Influence of hydrogen-consuming bacteria on cellulose degradation by anaerobic fungi

• Published in: Applied and Environmental Microbiology Vol. 56; no. 12; pp. 3793 - 3797
• Main Authors: MARVIN-SIKKEMA, F. D, RICHARDSON, A. J, STEWART, C. S, GOTTSCHAL, J. C, PRINS, R. A
• Format: Journal Article
• Language: English
• Published: Washington, DC American Society for Microbiology 01.12.1990
• Subjects: Anaerobiosis; Animals; bacteria; Biological and medical sciences; Biology of microorganisms of confirmed or potential industrial interest; Biotechnology; cellulose; Cellulose - metabolism; celluloses; celulosa; champignon; Euryarchaeota - physiology; fermentacion; Fermentation; Fundamental and applied biological sciences. Psychology; fungi; Fungi - metabolism; hongos; Hydrogen - metabolism; methanobacterium; Mission oriented research; Neocallimastix; Physiology and metabolism; protozoa; rumen; Rumen - microbiology; selenomonas; Selenomonas ruminantium; Anaerobiosis; Biodegradation; Fungi; Hydrogen transfer; Enzyme; Cellulase; Microorganism culture; Fermentation; Thallophyta
• ISSN: 0099-2240; 1098-5336
• DOI: 10.1128/aem.56.12.3793-3797.1990

The presence of methanogens Methanobacterium arboriphilus, Methanobacterium bryantii, or Methanobrevibacter smithii increased the level of cellulose fermentation by 5 to 10% in cultures of several genera of anaerobic fungi.

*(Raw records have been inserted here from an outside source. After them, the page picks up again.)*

// 工具模块 - 仅用于导出各个子模块，不包含具体实现

// 日志模块
pub mod logging;
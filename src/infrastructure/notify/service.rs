//! Notifier trait and error types.

use async_trait::async_trait;

use crate::domain::link_event::LinkEvent;

/// Errors that can occur while delivering a notification.
#[derive(Debug, thiserror::Error)]
pub enum NotifyError {
    #[error("webhook request failed: {0}")]
    Transport(String),

    #[error("webhook responded with status {status}: {body}")]
    Status { status: u16, body: String },
}

/// Result type for notifier operations.
pub type NotifyResult<T> = Result<T, NotifyError>;

/// Delivers [`LinkEvent`]s to an external system.
///
/// Delivery is best effort. Callers log errors and move on; nothing is retried.
///
/// # Implementations
///
/// - [`crate::infrastructure::notify::WebhookNotifier`]
/// - [`crate::infrastructure::notify::NullNotifier`]
#[cfg_attr(test, mockall::automock)]
#[async_trait]
pub trait LinkNotifier: Send + Sync {
    /// Delivers a single event.
    ///
    /// # Errors
    ///
    /// Returns [`NotifyError`] on transport failure, timeout or a non-2xx response.
    async fn notify(&self, event: &LinkEvent) -> NotifyResult<()>;
}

When Neocallimastix sp. strain L2 was grown in coculture with methanogens the rate of cellulose fermentation also increased relative to that for pure cultures of the fungus. Methanogens caused a shift in the fermentation products to more acetate and less lactate, succinate, and ethanol. Formate transfer in cocultures of anaerobic fungi and M. smithii did not result in further stimulation of cellulolysis above the level caused by H2 transfer. When Selenomonas ruminantium was used as a H2-consuming organism in coculture with Neocallimastix sp. strain L2, both the rate and level of cellulolysis increased. The observed influence of the presence of methanogens is interpreted to indicate a shift of electrons from the formation of electron sink carbon products to H2 via reduced pyridine nucleotides, favoring the production of additional acetate and probably ATP. It is not known how S. ruminantium exerts its influence. It might result from a lowered production of electron sink products by the fungus, from consumption of electron sink products or H2 by S. ruminantium, or from competition for free sugars which in pure culture could exert an inhibiting effect on cellulolysis.